++++ Data listing ++++

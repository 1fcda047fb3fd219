//! Minimal server-sent-events framing, enough for Realtime Database streams.

#[derive(Debug, Clone, PartialEq, Eq)]
pub(crate) struct SseMessage {
    pub event: String,
    pub data: String,
}

#[derive(Default)]
pub(crate) struct SseDecoder {
    event: Option<String>,
    data: Vec<String>,
}

impl SseDecoder {
    /// Feed one line (without its terminator). Returns a message on the
    /// blank line that closes it.
    pub fn feed(&mut self, line: &str) -> Option<SseMessage> {
        let line = line.strip_suffix('\r').unwrap_or(line);
        if line.is_empty() {
            return self.dispatch();
        }
        if line.starts_with(':') {
            return None;
        }

        let (field, value) = match line.split_once(':') {
            Some((field, value)) => (field, value.strip_prefix(' ').unwrap_or(value)),
            None => (line, ""),
        };
        match field {
            "event" => self.event = Some(value.to_string()),
            "data" => self.data.push(value.to_string()),
            _ => {}
        }
        None
    }

    fn dispatch(&mut self) -> Option<SseMessage> {
        let event = self.event.take();
        let data = std::mem::take(&mut self.data);
        if event.is_none() && data.is_empty() {
            return None;
        }
        Some(SseMessage {
            event: event.unwrap_or_else(|| "message".to_string()),
            data: data.join("\n"),
        })
    }
}
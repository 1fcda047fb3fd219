use bevy::prelude::*;
use rovertrace_protocol::{
    now_millis, validate, ConnectionState, TelemetryError, TelemetryRecord, TrajectoryBuffer,
};

use crate::{
    reset::{ResetCoordinator, ResetNotice},
    store::{Delivery, StoreEvent, StoreQueue, SubscriptionEvent},
    subscription::SubscriptionManager,
};

use super::{CurrentRecord, LocalTelemetry};

/// Drain the store queue into the mapping screen state, oldest event first.
///
/// While a reset is in flight, telemetry is held back and replayed after the
/// reset outcome has been applied. After a successful reset the `null` values
/// produced by the delete itself are dropped, whether they were held back or
/// arrive after the completion.
pub(crate) fn process_store_events(
    queue: Res<StoreQueue>,
    manager: Res<SubscriptionManager>,
    mut coordinator: ResMut<ResetCoordinator>,
    mut current: ResMut<CurrentRecord>,
    mut trajectory: ResMut<TrajectoryBuffer>,
    mut connection: ResMut<ConnectionState>,
    mut notices: EventWriter<ResetNotice>,
) {
    let mut local = LocalTelemetry {
        current: &mut current.0,
        trajectory: &mut trajectory,
        connection: &mut connection,
    };

    for event in queue.drain() {
        match event {
            StoreEvent::Subscription(event) if coordinator.is_pending() => {
                coordinator.defer(event);
            }
            StoreEvent::Subscription(event) => {
                apply_subscription_event(&manager, &mut coordinator, event, &mut local)
            }
            StoreEvent::Deleted(completion) => {
                let request = completion.request;
                let Some(notice) = coordinator.complete(completion, &mut local, now_millis())
                else {
                    debug!("Ignoring completion of stale delete request {}", request);
                    continue;
                };

                for event in coordinator.take_deferred() {
                    apply_subscription_event(&manager, &mut coordinator, event, &mut local);
                }
                notices.send(notice);
            }
        }
    }
}

pub(crate) fn apply_subscription_event(
    manager: &SubscriptionManager,
    coordinator: &mut ResetCoordinator,
    event: SubscriptionEvent,
    local: &mut LocalTelemetry<'_>,
) {
    if !manager.accepts(event.subscription) {
        debug!(
            "Discarding event from released subscription {}",
            event.subscription
        );
        return;
    }
    if coordinator.absorbs_echo(&event.delivery) {
        debug!("Store is empty after the reset, waiting for the rover");
        return;
    }
    let outcome = match event.delivery {
        Delivery::Value(value) => validate(&value),
        Delivery::Failed(message) => Err(TelemetryError::Transport(message)),
    };
    apply_delivery(outcome, local);
}

/// Success updates the readout and the trail; failure only flips the
/// connection state so the last good values stay visible.
pub fn apply_delivery(
    outcome: Result<TelemetryRecord, TelemetryError>,
    local: &mut LocalTelemetry<'_>,
) {
    match outcome {
        Ok(record) => {
            *local.current = record;
            local.trajectory.append(record.trajectory_point());
            local.connection.record_received();
        }
        Err(err) => {
            warn!("Telemetry unavailable: {}", err);
            local.connection.fail(&err);
        }
    }
}
use crate::errors::TelemetryError;

/// Availability of live data on the mapping screen.
#[derive(Debug, Clone, Default, PartialEq, Eq)]
#[cfg_attr(feature = "bevy", derive(bevy_ecs::prelude::Resource))]
pub enum ConnectionState {
    #[default]
    Loading,
    Ready,
    Error(String),
}

impl ConnectionState {
    /// A record validated successfully. Also clears any previous error.
    pub fn record_received(&mut self) {
        *self = Self::Ready;
    }

    pub fn fail(&mut self, error: &TelemetryError) {
        *self = Self::Error(error.to_string());
    }

    /// Enter `Loading` for a reset and hand back the state to restore if it fails.
    pub fn begin_reset(&mut self) -> ConnectionState {
        std::mem::replace(self, Self::Loading)
    }

    pub fn restore(&mut self, previous: ConnectionState) {
        *self = previous;
    }

    pub fn is_loading(&self) -> bool {
        matches!(self, Self::Loading)
    }

    pub fn is_ready(&self) -> bool {
        matches!(self, Self::Ready)
    }

    pub fn error_message(&self) -> Option<&str> {
        match self {
            Self::Error(message) => Some(message),
            _ => None,
        }
    }
}

#[cfg(test)]
mod tests {
    use super::*;

    #[test]
    fn starts_loading() {
        assert!(ConnectionState::default().is_loading());
    }

    #[test]
    fn recovers_from_error_on_next_record() {
        let mut state = ConnectionState::Ready;
        state.fail(&TelemetryError::Transport("socket closed".into()));
        assert_eq!(
            state.error_message(),
            Some("connection to the telemetry store failed: socket closed")
        );

        state.record_received();
        assert!(state.is_ready());
        assert_eq!(state.error_message(), None);
    }

    #[test]
    fn no_data_while_loading_is_an_error() {
        let mut state = ConnectionState::Loading;
        state.fail(&TelemetryError::NoData);
        assert!(state.error_message().is_some());
    }

    #[test]
    fn reset_round_trip_restores_previous_state() {
        let mut state = ConnectionState::Error("stale".into());
        let previous = state.begin_reset();
        assert!(state.is_loading());

        state.restore(previous);
        assert_eq!(state, ConnectionState::Error("stale".into()));
    }
}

++++

Task to carry out
One number is all the reply should hold: how many lines in these records include the word "held".

Answer to this task
2